Skill Share #1: NETCDF Files and our research

Author: Dr Cordula Scherer

On Friday (8 June) we held our first Skill Share session – a new club we established in the TCEH for everyone to learn from and with colleagues and to share our knowledge with each other. The first session was about opening NetCDF files in R given by Dr Cordula Scherer. NetCDF (Network Common Data Form) is a set of software libraries and self-describing, machine-independent data formats that support the creation, access, and sharing of array-oriented scientific data.

NetCDF files are commonly used in climatology, meteorology and oceanography applications (e.g., weather forecasting, climate change) and GIS applications. In our research in the CEH and especially in the NorFish project we analyse climate change and its effects on ecological dynamics on decadal and centennial scales across the North Atlantic in order to reconstruct the ocean conditions in the past. For this reason and for our attempt to visualize the reconstructed conditions alongside human interactions (e.g. fishing) through GIS deep mapping, our projects a very data hungry. Data stored in NetCFD formats are therefore very useful to us.

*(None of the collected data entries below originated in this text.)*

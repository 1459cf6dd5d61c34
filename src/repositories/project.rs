use async_trait::async_trait;
use sea_orm::sea_query::{Expr, Func, Query};
use sea_orm::{
    ActiveModelTrait, ActiveValue::NotSet, ColumnTrait, Condition, DatabaseConnection,
    EntityTrait, PaginatorTrait, QueryFilter, QueryOrder, Select, Set,
};

use crate::entity::job_title::{self, Entity as JobTitleEntity};
use crate::entity::project::{self, ActiveModel, Column, Entity as ProjectEntity};
use crate::entity::{project_skill, user_project};
use crate::error::{AppError, AppResult};
use crate::models::{
    CreateProject, JobTitle, Page, PageRequest, Project, ProjectFilter, ProjectStatus,
    UpdateProject, UserProjectStatus,
};
use crate::repositories::ProjectStore;

/// Project repository for database operations
#[derive(Clone)]
pub struct ProjectRepository {
    db: DatabaseConnection,
}

impl ProjectRepository {
    pub fn new(db: DatabaseConnection) -> Self {
        Self { db }
    }

    /// Translate a search filter into a query
    fn filtered(filter: &ProjectFilter) -> Select<ProjectEntity> {
        let mut query = ProjectEntity::find();

        if let Some(keyword) = filter.keyword_pattern() {
            let pattern = format!("%{}%", keyword);
            query = query.filter(
                Condition::any()
                    .add(Expr::expr(Func::lower(Expr::col(Column::Name))).like(pattern.clone()))
                    .add(Expr::expr(Func::lower(Expr::col(Column::Description))).like(pattern)),
            );
        }
        if let Some(job_title_id) = filter.job_title_id {
            query = query.filter(Column::JobTitleId.eq(job_title_id));
        }
        if let Some(skills) = &filter.skills {
            query = query.filter(
                Column::Id.in_subquery(
                    Query::select()
                        .column(project_skill::Column::ProjectId)
                        .from(project_skill::Entity)
                        .and_where(project_skill::Column::SkillId.is_in(skills.iter().copied()))
                        .to_owned(),
                ),
            );
        }
        if let Some(status) = filter.status {
            query = query.filter(Column::Status.eq(status));
        }
        if let Some(remote) = filter.remote {
            query = query.filter(Column::Remote.eq(remote));
        }

        query.order_by_desc(Column::Id)
    }
}

#[async_trait]
impl ProjectStore for ProjectRepository {
    async fn find_by_id(&self, id: i32) -> AppResult<Option<Project>> {
        let model = ProjectEntity::find_by_id(id).one(&self.db).await?;
        Ok(model.map(Into::into))
    }

    async fn find_by_name(&self, name: &str) -> AppResult<Option<Project>> {
        let model = ProjectEntity::find()
            .filter(Column::Name.eq(name))
            .order_by_asc(Column::Id)
            .one(&self.db)
            .await?;

        Ok(model.map(Into::into))
    }

    async fn find_by_name_and_organization(
        &self,
        name: &str,
        organization_id: i32,
    ) -> AppResult<Option<Project>> {
        let model = ProjectEntity::find()
            .filter(Column::Name.eq(name))
            .filter(Column::OrganizationId.eq(organization_id))
            .one(&self.db)
            .await?;

        Ok(model.map(Into::into))
    }

    async fn find_all(&self) -> AppResult<Vec<Project>> {
        let models = ProjectEntity::find()
            .order_by_desc(Column::Id)
            .all(&self.db)
            .await?;

        Ok(models.into_iter().map(|m| m.into()).collect())
    }

    async fn search(
        &self,
        filter: &ProjectFilter,
        page: Option<PageRequest>,
    ) -> AppResult<Page<Project>> {
        let query = Self::filtered(filter);

        let Some(request) = page else {
            let models = query.all(&self.db).await?;
            return Ok(Page::unpaged(models.into_iter().map(|m| m.into()).collect()));
        };

        let paginator = query.paginate(&self.db, request.size);
        let total = paginator.num_items().await?;
        if request.page.saturating_mul(request.size) >= total {
            return Ok(Page::new(Vec::new(), total, request));
        }
        let models = paginator.fetch_page(request.page).await?;

        Ok(Page::new(
            models.into_iter().map(|m| m.into()).collect(),
            total,
            request,
        ))
    }

    async fn find_by_organization(
        &self,
        organization_id: i32,
        status: Option<ProjectStatus>,
    ) -> AppResult<Vec<Project>> {
        let mut query = ProjectEntity::find().filter(Column::OrganizationId.eq(organization_id));
        if let Some(status) = status {
            query = query.filter(Column::Status.eq(status));
        }

        let models = query.order_by_desc(Column::Id).all(&self.db).await?;
        Ok(models.into_iter().map(|m| m.into()).collect())
    }

    async fn find_by_user(
        &self,
        user_id: i32,
        status: Option<UserProjectStatus>,
    ) -> AppResult<Vec<Project>> {
        let mut applied = Query::select()
            .column(user_project::Column::ProjectId)
            .from(user_project::Entity)
            .and_where(user_project::Column::UserId.eq(user_id))
            .to_owned();
        if let Some(status) = status {
            applied.and_where(user_project::Column::Status.eq(status));
        }

        let models = ProjectEntity::find()
            .filter(Column::Id.in_subquery(applied))
            .order_by_desc(Column::Id)
            .all(&self.db)
            .await?;

        Ok(models.into_iter().map(|m| m.into()).collect())
    }

    async fn create(&self, input: &CreateProject) -> AppResult<Project> {
        let now = time::OffsetDateTime::now_utc();
        let model = ActiveModel {
            id: NotSet,
            organization_id: Set(input.organization_id),
            name: Set(input.name.clone()),
            description: Set(input.description.clone()),
            image_url: Set(input.image_url.clone()),
            status: Set(input.status_or_default()),
            remote: Set(input.remote_or_default()),
            city: Set(input.city.clone()),
            country: Set(input.country.clone()),
            job_title_id: Set(input.job_title_id),
            created_at: Set(now),
            updated_at: Set(now),
        };

        let result = model.insert(&self.db).await?;
        Ok(result.into())
    }

    async fn update(&self, input: &UpdateProject) -> AppResult<Option<Project>> {
        let Some(model) = ProjectEntity::find_by_id(input.id).one(&self.db).await? else {
            return Ok(None);
        };

        let mut active: ActiveModel = model.into();
        active.name = Set(input.name.clone());
        active.description = Set(input.description.clone());
        active.image_url = Set(input.image_url.clone());
        active.status = Set(input.status);
        active.remote = Set(input.remote);
        active.city = Set(input.city.clone());
        active.country = Set(input.country.clone());
        active.job_title_id = Set(input.job_title_id);
        active.updated_at = Set(time::OffsetDateTime::now_utc());

        let result = active.update(&self.db).await?;
        Ok(Some(result.into()))
    }

    async fn update_image(&self, id: i32, image_url: Option<&str>) -> AppResult<()> {
        let result = ProjectEntity::update_many()
            .col_expr(Column::ImageUrl, Expr::value(image_url.map(str::to_string)))
            .col_expr(Column::UpdatedAt, Expr::value(time::OffsetDateTime::now_utc()))
            .filter(Column::Id.eq(id))
            .exec(&self.db)
            .await?;

        if result.rows_affected == 0 {
            return Err(AppError::NotFound("Project".to_string()));
        }

        Ok(())
    }

    async fn delete(&self, id: i32) -> AppResult<()> {
        let result = ProjectEntity::delete_by_id(id).exec(&self.db).await?;

        if result.rows_affected == 0 {
            return Err(AppError::NotFound("Project".to_string()));
        }

        Ok(())
    }

    async fn find_job_titles(&self) -> AppResult<Vec<JobTitle>> {
        let models = JobTitleEntity::find()
            .order_by_asc(job_title::Column::DisplayOrder)
            .order_by_asc(job_title::Column::Id)
            .all(&self.db)
            .await?;

        Ok(models.into_iter().map(|m| m.into()).collect())
    }
}

// Conversion from SeaORM model to our domain model
impl From<project::Model> for Project {
    fn from(m: project::Model) -> Self {
        Self {
            id: m.id,
            organization_id: m.organization_id,
            name: m.name,
            description: m.description,
            image_url: m.image_url,
            status: m.status,
            remote: m.remote,
            city: m.city,
            country: m.country,
            job_title_id: m.job_title_id,
            created_at: m.created_at,
            updated_at: m.updated_at,
        }
    }
}

impl From<job_title::Model> for JobTitle {
    fn from(m: job_title::Model) -> Self {
        Self {
            id: m.id,
            name: m.name,
            display_order: m.display_order,
        }
    }
}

The format of NetCDFs was originally based on the conceptual model of the Common Data Format developed by NASA, but has since diverged and is not compatible with it. The Common Data Model has three layers, which build on top of each other to add successively richer semantics:

  • 1. The data access layer, also known as the syntactic layer, handles data reading.
  • 2. The coordinate system layer identifies the coordinates of the data arrays. Coordinates are a completely general concept for scientific data; specialized georeferencing coordinate systems, important to the Earth Science community, are specially annotated.
  • 3. The scientific data type layer identifies specific types of data, such as grids, images, and point data, and adds specialized methods for each kind of data.
  • This array-oriented data format enables storage of close to endless data, taking up very little space. Therefore, it is used especially for spatial datasets. However, this is also the reason why it is often difficult to extract data from it with a traditional approach such as .txt or .xsl.

    There are several help forums available on the internet assisting the opening of NetCDF files in various ways, however, R provides one of the best and most straight forward packages available on the R help forum website:

    After the session, a discussion arose on handling the time stamps on stored data – this is a common problem with NetCDF files. R seems to have a good solution for this problem while programmes such as ARCMap seem sadly deficient in its handling of time which will be (hopefully) improved soon.


  • > Brunsdon, C. & Comber, L. (2015) An Introduction to R for Spatial Analysis & Mapping. London: Sage Publications.
  • > Lamigueiro, O. P. (2014) Displaying Time Series, Spatial, and Space-Time Data with R. Boca Raton: Chapman and Hall.